Algoritmanya Memperburuk Pengungsi Rohingya, Facebook Digugat Rp2.162 Triliun

7 Desember 2021, 14:36 WIB
Pengungsi Rohingya menggugat Facebook. /Antara Foto/Rahmad.

INDRAMAYUHITS – Sistem algoritma Facebook, ternyata dianggap tidak menguntungkan nasib pengungsi Rohingya. Sebaliknya, sistem yang general digunakan di berbagai platform digital itu justru merugikan mereka.

Pengungsi Rohingya merasa terpojokkan baik secara sosial maupun politik akibat sistem yang dapat dikendalikan secara masif dan serius oleh pihak-pihak yang berkepentingan untuk memperburuk citra mereka.

Dilansir Indramayu Hits dari Aljazeera melalui pikiran-rakyat.com, perwakilan pengungsi Rohingya telah resmi menggugat raksasa media social tersebut. Facebook digugat senilai 150 miliar dollar Amerika atau sama dengan Rp2.162 triliun.
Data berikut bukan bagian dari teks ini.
use crate::{
    asset::AssetClass,
    pair::{Pair, PairError, PairFormat},
};
use itertools::Itertools;
use serde::{Deserialize, Serialize};
use smol_str::SmolStr;
use std::collections::BTreeMap;

/// Set of [`Pair`]s a venue lists for one [`AssetClass`], split into the venue's full catalog
/// (`available`) and the subset this process trades (`enabled`).
///
/// Invariant: `enabled ⊆ available`, and every pair in either collection is non-empty and unique.
/// When `asset_enabled` is false no pair in the class is tradable, regardless of `enabled`.
#[derive(Debug, Clone, Eq, PartialEq, Deserialize, Serialize)]
pub struct PairStore {
    pub asset_enabled: bool,
    pub available: Vec<Pair>,
    pub enabled: Vec<Pair>,
    pub request_format: PairFormat,
    pub config_format: PairFormat,
}

impl PairStore {
    /// Construct an empty [`PairStore`] using the provided venue display formats.
    pub fn new(request_format: PairFormat, config_format: PairFormat) -> Self {
        Self {
            asset_enabled: true,
            available: Vec::new(),
            enabled: Vec::new(),
            request_format,
            config_format,
        }
    }

    /// Determine if the provided [`Pair`] is present in the venue catalog.
    pub fn is_available(&self, pair: &Pair) -> bool {
        self.available.contains(pair)
    }

    /// Determine if the provided [`Pair`] is enabled for trading.
    pub fn is_enabled(&self, pair: &Pair) -> bool {
        self.asset_enabled && self.enabled.contains(pair)
    }
}

/// Per-venue collection of [`PairStore`]s keyed by [`AssetClass`].
///
/// All mutating operations validate their input (no empty pairs, no duplicates) and leave the
/// store untouched on error.
#[derive(Debug, Clone, Eq, PartialEq, Default, Deserialize, Serialize)]
pub struct PairManager {
    stores: BTreeMap<AssetClass, PairStore>,
}

impl PairManager {
    /// Construct a new [`PairManager`] from `(AssetClass, PairStore)` seeds.
    pub fn new<Iter>(stores: Iter) -> Self
    where
        Iter: IntoIterator<Item = (AssetClass, PairStore)>,
    {
        Self {
            stores: stores.into_iter().collect(),
        }
    }

    /// All [`AssetClass`]es this venue supports.
    pub fn assets(&self) -> impl Iterator<Item = AssetClass> + '_ {
        self.stores.keys().copied()
    }

    /// Find the [`PairStore`] associated with the provided [`AssetClass`].
    pub fn store(&self, asset: AssetClass) -> Result<&PairStore, PairError> {
        self.stores
            .get(&asset)
            .ok_or(PairError::AssetNotSupported(asset))
    }

    fn store_mut(&mut self, asset: AssetClass) -> Result<&mut PairStore, PairError> {
        self.stores
            .get_mut(&asset)
            .ok_or(PairError::AssetNotSupported(asset))
    }

    /// Return the available or enabled [`Pair`]s for the provided [`AssetClass`].
    pub fn pairs(&self, asset: AssetClass, enabled_only: bool) -> Result<&[Pair], PairError> {
        let store = self.store(asset)?;
        if enabled_only {
            Ok(&store.enabled)
        } else {
            Ok(&store.available)
        }
    }

    /// Replace the enabled or available [`Pair`]s of an [`AssetClass`] with the provided set.
    ///
    /// Rejects empty input ([`PairError::CurrenciesEmpty`]), empty pairs
    /// ([`PairError::EmptyPair`]) and duplicate entries ([`PairError::PairDuplication`]).
    /// Enabling pairs keeps `enabled ⊆ available` by extending `available` with any new entries.
    pub fn set_pairs(
        &mut self,
        pairs: &[Pair],
        asset: AssetClass,
        enabled: bool,
    ) -> Result<(), PairError> {
        if pairs.is_empty() {
            return Err(PairError::CurrenciesEmpty);
        }
        validate_unique_non_empty(pairs)?;

        let store = self.store_mut(asset)?;
        if enabled {
            for pair in pairs {
                if !store.available.contains(pair) {
                    store.available.push(pair.clone());
                }
            }
            store.enabled = pairs.to_vec();
        } else {
            store.available = pairs.to_vec();
            store.enabled.retain(|pair| store.available.contains(pair));
        }

        Ok(())
    }

    /// Update the enabled or available [`Pair`]s of an [`AssetClass`].
    ///
    /// Updating `enabled` intersects the provided set with `available`, so a pair the venue no
    /// longer lists is silently dropped. An empty enabled update clears the enabled set.
    /// Updating `available` refuses to purge the catalog to empty
    /// ([`PairError::CurrenciesEmpty`]) and disables any pair that is no longer listed.
    ///
    /// Returns whether the store changed.
    pub fn update_pairs(
        &mut self,
        pairs: &[Pair],
        asset: AssetClass,
        enabled: bool,
    ) -> Result<bool, PairError> {
        validate_unique_non_empty(pairs)?;

        let store = self.store_mut(asset)?;
        if enabled {
            let next = pairs
                .iter()
                .filter(|pair| store.available.contains(pair))
                .cloned()
                .collect::<Vec<_>>();

            if next == store.enabled {
                return Ok(false);
            }
            store.enabled = next;
            Ok(true)
        } else {
            if pairs.is_empty() {
                return Err(PairError::CurrenciesEmpty);
            }

            if *pairs == store.available {
                return Ok(false);
            }
            store.available = pairs.to_vec();
            store.enabled.retain(|pair| store.available.contains(pair));
            Ok(true)
        }
    }

    /// If no [`Pair`] is enabled across all asset classes, enable exactly one from the available
    /// set (first by sort order) and return it. A no-op on an already-conforming store.
    pub fn ensure_one_pair_enabled(&mut self) -> Result<Option<(AssetClass, Pair)>, PairError> {
        let any_enabled = self
            .stores
            .values()
            .any(|store| store.asset_enabled && !store.enabled.is_empty());
        if any_enabled {
            return Ok(None);
        }

        let candidate = self
            .stores
            .iter()
            .filter(|(_, store)| store.asset_enabled)
            .flat_map(|(asset, store)| {
                store.available.iter().sorted().next().map(|pair| (*asset, pair.clone()))
            })
            .next()
            .ok_or(PairError::CurrenciesEmpty)?;

        let (asset, pair) = &candidate;
        self.store_mut(*asset)?.enabled.push(pair.clone());
        Ok(Some(candidate))
    }

    /// Reverse-lookup a venue symbol string against the available pairs of an [`AssetClass`],
    /// trying the request format first, then the config format.
    ///
    /// `force_upper` additionally matches the uppercase concatenated rendering, for venues that
    /// upcase markets in stream payloads (eg/ "BTCUSDT").
    pub fn match_symbol(
        &self,
        symbol: &str,
        asset: AssetClass,
        force_upper: bool,
    ) -> Result<Pair, PairError> {
        let store = self.store(asset)?;

        let matches = |pair: &Pair, format: &PairFormat| {
            let rendered = pair.format(format);
            if force_upper {
                rendered.eq_ignore_ascii_case(symbol)
            } else {
                rendered == symbol
            }
        };

        store
            .available
            .iter()
            .find(|pair| {
                matches(pair, &store.request_format) || matches(pair, &store.config_format)
            })
            .cloned()
            .ok_or_else(|| PairError::PairNotFound(symbol.to_string()))
    }

    /// Render the provided [`Pair`] using the request format of the [`AssetClass`].
    pub fn format_symbol(&self, pair: &Pair, asset: AssetClass) -> Result<SmolStr, PairError> {
        let store = self.store(asset)?;
        Ok(pair.format(&store.request_format))
    }
}

fn validate_unique_non_empty(pairs: &[Pair]) -> Result<(), PairError> {
    if pairs.iter().any(Pair::is_empty) {
        return Err(PairError::EmptyPair);
    }
    if !pairs.iter().all_unique() {
        return Err(PairError::PairDuplication);
    }
    Ok(())
}

#[cfg(test)]
mod tests {
    use super::*;

    fn manager_with(available: Vec<Pair>, enabled: Vec<Pair>) -> PairManager {
        let mut store = PairStore::new(PairFormat::concatenated(), PairFormat::default());
        store.available = available;
        store.enabled = enabled;
        PairManager::new([(AssetClass::Spot, store)])
    }

    #[test]
    fn test_update_pairs_rejects_duplicates() {
        let mut manager = manager_with(
            vec![Pair::new("btc", "usdt"), Pair::new("ltc", "usdt")],
            vec![Pair::new("btc", "usdt")],
        );

        let duplicated = vec![Pair::new("ltc", "usdt"), Pair::new("ltc", "usdt")];
        assert_eq!(
            manager.update_pairs(&duplicated, AssetClass::Spot, true),
            Err(PairError::PairDuplication)
        );

        // store unchanged on error
        assert_eq!(
            manager.pairs(AssetClass::Spot, true).unwrap(),
            &[Pair::new("btc", "usdt")]
        );
    }

    #[test]
    fn test_update_pairs_empty_enabled_clears_but_keeps_available() {
        let mut manager = manager_with(
            vec![Pair::new("btc", "usdt"), Pair::new("ltc", "usdt")],
            vec![Pair::new("btc", "usdt")],
        );

        assert_eq!(manager.update_pairs(&[], AssetClass::Spot, true), Ok(true));
        assert!(manager.pairs(AssetClass::Spot, true).unwrap().is_empty());
        assert_eq!(manager.pairs(AssetClass::Spot, false).unwrap().len(), 2);
    }

    #[test]
    fn test_update_pairs_refuses_purging_available() {
        let mut manager = manager_with(
            vec![Pair::new("btc", "usdt"), Pair::new("ltc", "usdt")],
            vec![Pair::new("btc", "usdt")],
        );

        assert_eq!(
            manager.update_pairs(&[], AssetClass::Spot, false),
            Err(PairError::CurrenciesEmpty)
        );

        // store unchanged on error
        assert_eq!(manager.pairs(AssetClass::Spot, false).unwrap().len(), 2);
        assert_eq!(manager.pairs(AssetClass::Spot, true).unwrap().len(), 1);
    }

    #[test]
    fn test_update_pairs_enabled_intersects_with_available() {
        let mut manager = manager_with(
            vec![Pair::new("btc", "usdt"), Pair::new("ltc", "usdt")],
            vec![],
        );

        let requested = vec![Pair::new("ltc", "usdt"), Pair::new("doge", "usdt")];
        assert_eq!(
            manager.update_pairs(&requested, AssetClass::Spot, true),
            Ok(true)
        );
        assert_eq!(
            manager.pairs(AssetClass::Spot, true).unwrap(),
            &[Pair::new("ltc", "usdt")]
        );
    }

    #[test]
    fn test_update_available_disables_removed_pairs() {
        let mut manager = manager_with(
            vec![Pair::new("btc", "usdt"), Pair::new("ltc", "usdt")],
            vec![Pair::new("btc", "usdt"), Pair::new("ltc", "usdt")],
        );

        let next_available = vec![Pair::new("ltc", "usdt")];
        assert_eq!(
            manager.update_pairs(&next_available, AssetClass::Spot, false),
            Ok(true)
        );
        assert_eq!(
            manager.pairs(AssetClass::Spot, true).unwrap(),
            &[Pair::new("ltc", "usdt")]
        );
    }

    #[test]
    fn test_set_pairs_rejects_empty_input() {
        let mut manager = manager_with(vec![Pair::new("btc", "usdt")], vec![]);
        assert_eq!(
            manager.set_pairs(&[], AssetClass::Spot, true),
            Err(PairError::CurrenciesEmpty)
        );
    }

    #[test]
    fn test_ensure_one_pair_enabled() {
        let mut manager = manager_with(
            vec![Pair::new("ltc", "usdt"), Pair::new("btc", "usdt")],
            vec![],
        );

        // Enables exactly one pair, first by sort order
        let enabled = manager.ensure_one_pair_enabled().unwrap();
        assert_eq!(enabled, Some((AssetClass::Spot, Pair::new("btc", "usdt"))));
        assert_eq!(manager.pairs(AssetClass::Spot, true).unwrap().len(), 1);

        // Idempotent on an already-conforming store
        assert_eq!(manager.ensure_one_pair_enabled().unwrap(), None);
        assert_eq!(manager.pairs(AssetClass::Spot, true).unwrap().len(), 1);
    }

    #[test]
    fn test_match_symbol() {
        let manager = manager_with(
            vec![Pair::new("btc", "usdt"), Pair::new("ltc", "usdt")],
            vec![],
        );

        assert_eq!(
            manager.match_symbol("btcusdt", AssetClass::Spot, false).unwrap(),
            Pair::new("btc", "usdt")
        );
        assert_eq!(
            manager.match_symbol("BTCUSDT", AssetClass::Spot, true).unwrap(),
            Pair::new("btc", "usdt")
        );
        assert_eq!(
            manager.match_symbol("BTC-USDT", AssetClass::Spot, false).unwrap(),
            Pair::new("btc", "usdt")
        );
        assert_eq!(
            manager.match_symbol("xrpusdt", AssetClass::Spot, false),
            Err(PairError::PairNotFound("xrpusdt".to_string()))
        );
    }

    #[test]
    fn test_pair_store_serde_round_trip() {
        let manager = manager_with(
            vec![Pair::new("btc", "usdt"), Pair::new("ltc", "usdt")],
            vec![Pair::new("btc", "usdt")],
        );

        let json = serde_json::to_string(&manager).unwrap();
        assert_eq!(serde_json::from_str::<PairManager>(&json).unwrap(), manager);
    }
}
Argumentasi yang mereka pakai adalah kegagalan Facebook membendung ujaran kebencian di platform-nya. Dampaknya sangat besar bagi mereka, karena membuat pengungsi Rohingya rentan menjadi saran kekerasan.

Pengajuan kelompok minoritas Myanmar itu didaftarkan di Pengadilan California. Isi pokok pengaduan pengungsi Myanmar tersebut mengungkapkan bahwa, sejauh ini algoritma bekerja menggerakkan Facebook untuk mempromosikan disinformasi dan pemikiran ekstremis.

Selanjutnya, oleh perwakilan pengungsi Rohingya, dua hal itu dianggap dapat secara nyata diterjemahkan menjadi tindakan kekerasan.

“ Facebook seperti robot yang diprogram dengan misi tunggal: untuk tumbuh," demikian pernyataan dari dokumen pengadilan tersebut.

Pihak pelapor mengonfirmasi, tak bisa dibantah bahwa pertumbuhan Facebook dipicu oleh kebencian, perpecahan, dan kesalahan informasi. Semua itu telah menyebabkan ratusan ribu nyawa warga Rohingya melayang.

Dinyatakan, sejuah ini sebagai kelompok minoritas penganut Islam, para pengungsi Rohingya telah menghadapi berbagai jenis diskriminasi. Bahkan, semakin hari ekskalasinya semakin meluas.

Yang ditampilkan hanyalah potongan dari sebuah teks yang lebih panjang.